Note: For full instructions on how to update the Unicode version consumed by the whole repo (as opposed to just System.Text.Encodings.Web) please follow the steps on this guide instead.

This folder contains tools which allow updating the Unicode data within the System.Text.Encodings.Web package. These data files come from the Unicode Consortium's web site (see https://www.unicode.org/Public/UCD/latest/) and are used to generate the UnicodeRanges class and the internal "defined characters" bitmap against which charaters to be escaped are checked.

Current implementation

The current version of the Unicode data checked in is 16.0.0. The archived files can be found at https://unicode.org/Public/16.0.0/.
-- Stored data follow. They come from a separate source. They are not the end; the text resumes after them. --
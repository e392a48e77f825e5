//! [`SqlClient`] backed by the local `mysql` command-line client.

use crate::process::{run_captured, spawn_error, to_output};
use async_trait::async_trait;
use dbsync_core::command::ClientCommand;
use dbsync_core::error::TransferError;
use dbsync_core::plan::local_query;
use dbsync_core::plan::restore::ImportStep;
use dbsync_core::profile::DatabaseEndpoint;
use dbsync_core::session::{CommandOutput, ExecOptions, SqlClient};
use dbsync_core::{Result, SyncError};
use dbsync_execution::supervise;
use std::io::ErrorKind;
use std::path::Path;
use std::process::Stdio;
use tokio::io::AsyncWriteExt;
use tokio::process::{ChildStdin, Command};
use tracing::{debug, warn};

#[derive(Debug, Clone, Default)]
pub struct MysqlClient {
    /// Replaces the program named in each command line.
    program: Option<String>,
}

impl MysqlClient {
    pub fn new() -> Self {
        Self::default()
    }

    pub fn with_program(mut self, program: impl Into<String>) -> Self {
        self.program = Some(program.into());
        self
    }

    fn command(&self, client: &ClientCommand) -> Command {
        let program = self
            .program
            .clone()
            .unwrap_or_else(|| client.line.program().to_string());
        let mut cmd = Command::new(program);
        cmd.args(client.line.arguments());
        for secret in &client.env {
            cmd.env(&secret.name, secret.value.expose());
        }
        cmd
    }
}

/// Writes prelude, body and epilogue. The epilogue goes out even when the
/// body fails part way.
async fn feed(mut stdin: ChildStdin, step: &ImportStep) -> std::io::Result<()> {
    let prelude = step.integrity.as_ref().map(|t| t.prelude());
    let epilogue = step.integrity.as_ref().map(|t| t.epilogue());

    let body = async {
        if let Some(prelude) = &prelude {
            stdin.write_all(prelude.as_bytes()).await?;
        }
        let mut source = tokio::fs::File::open(&step.source).await?;
        tokio::io::copy(&mut source, &mut stdin).await?;
        Ok::<_, std::io::Error>(())
    }
    .await;

    if let Some(epilogue) = &epilogue {
        if let Err(err) = stdin.write_all(epilogue.as_bytes()).await {
            if err.kind() != ErrorKind::BrokenPipe {
                warn!("[Import] Could not write integrity epilogue: {}", err);
            }
        }
    }
    let _ = stdin.shutdown().await;
    drop(stdin);
    body
}

fn feed_error(source: &Path, err: std::io::Error) -> SyncError {
    TransferError::Local {
        path: source.display().to_string(),
        message: err.to_string(),
    }
    .into()
}

#[async_trait]
impl SqlClient for MysqlClient {
    async fn query(
        &self,
        endpoint: &DatabaseEndpoint,
        sql: &str,
        options: &ExecOptions,
    ) -> Result<CommandOutput> {
        let client = local_query(endpoint, sql);
        debug!("[Import] query: {}", client.line);
        run_captured(self.command(&client), "local query", options).await
    }

    async fn import(&self, step: &ImportStep, options: &ExecOptions) -> Result<CommandOutput> {
        debug!("[Import] {}: {}", step.component, step.command.line);
        let mut cmd = self.command(&step.command);
        cmd.stdin(Stdio::piped())
            .stdout(Stdio::piped())
            .stderr(Stdio::piped())
            .kill_on_drop(true);
        let program = cmd.as_std().get_program().to_string_lossy().into_owned();
        let mut child = cmd.spawn().map_err(|e| spawn_error(&program, e))?;
        let stdin = child
            .stdin
            .take()
            .ok_or_else(|| SyncError::io("client stdin was not captured"))?;

        let operation = format!("import {}", step.component);
        supervise(&operation, options, async move {
            let (fed, output) = tokio::join!(feed(stdin, step), child.wait_with_output());
            let output = to_output(output?);
            match fed {
                Err(err) if err.kind() != ErrorKind::BrokenPipe => {
                    Err(feed_error(&step.source, err))
                }
                // A broken pipe means the client exited early; its exit
                // status carries the reason.
                _ => Ok(output),
            }
        })
        .await
    }
}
Updating the implementation

Updating the implementation consists of three steps: checking in a new version of the Unicode data files (into the runtime-assets repo), generating the shared files used by the runtime and the unit tests, and pointing the unit test files to the correct version of the data files.

As a prerequisite for updating the tools, you will need the dotnet tool (version 3.1 or above) available from your local command prompt.

  1. Update the runtime-assets repo with the new Unicode data files. Instructions for generating new packages are listed at the repo root. Preserve the directory structure already present at https://github.com/dotnet/runtime-assets/tree/master/src/System.Private.Runtime.UnicodeData when making the change.

  2. Get the latest UnicodeData.txt and Blocks.txt files from the Unicode Consortium web site. Drop them into a temporary location; they're not going to be committed to the main runtime repo.

  3. Open a command prompt and navigate to the src/libraries/System.Text.Encodings.Web/tools/GenDefinedCharList directory, then run the following command, replacing the first parameter with the path to the UnicodeData.txt file you downloaded in the previous step. This command will update the "defined characters" bitmap within the runtime folder. The test project also consumes the file from the src folder, so running this command will update both the runtime and the test project.

txt
dotnet run -- "path_to_UnicodeData.txt" ../../src/System/Text/Unicode/UnicodeHelpers.generated.cs
  1. Open a command prompt and navigate to the src/libraries/System.Text.Encodings.Web/tools/GenUnicodeRanges directory, then run the following command, replacing the first parameter with the path to the Blocks.txt file you downloaded earlier. This command will update the UnicodeRanges type in the runtime folder and update the unit tests to exercise the new APIs.
txt
dotnet run -- "path_to_Blocks.txt" ../../src/System/Text/Unicode/UnicodeRanges.generated.cs ../../tests/UnicodeRangesTests.generated.cs
  1. Update the ref APIs to reflect any new UnicodeRanges static properties which were added in the previous step, otherwise the unit test project will not be able to reference them. See https://github.com/dotnet/runtime/blob/main/docs/coding-guidelines/updating-ref-source.md for instructions on how to update the reference assemblies.

  2. Update the src/libraries/System.Text.Encodings.Web/tests/System.Text.Encodings.Web.Tests.csproj file to reference the new UnicodeData.txt file that was added to the runtime-assets repo in step (1). Open the .csproj file in a text editor and replace the <UnicodeUcdVersion> property value near the top of the file to reference the new UCD version being consumed.

  3. Finally, update the Current implementation section at the beginning of this markdown file to reflect the version of the Unicode data files which were given to the tools. Remember also to update the URL within that section so that these data files can be easily accessed in the future.

  4. Commit to Git the *.cs, *.csproj, and *.md files that were modified as part of the above process.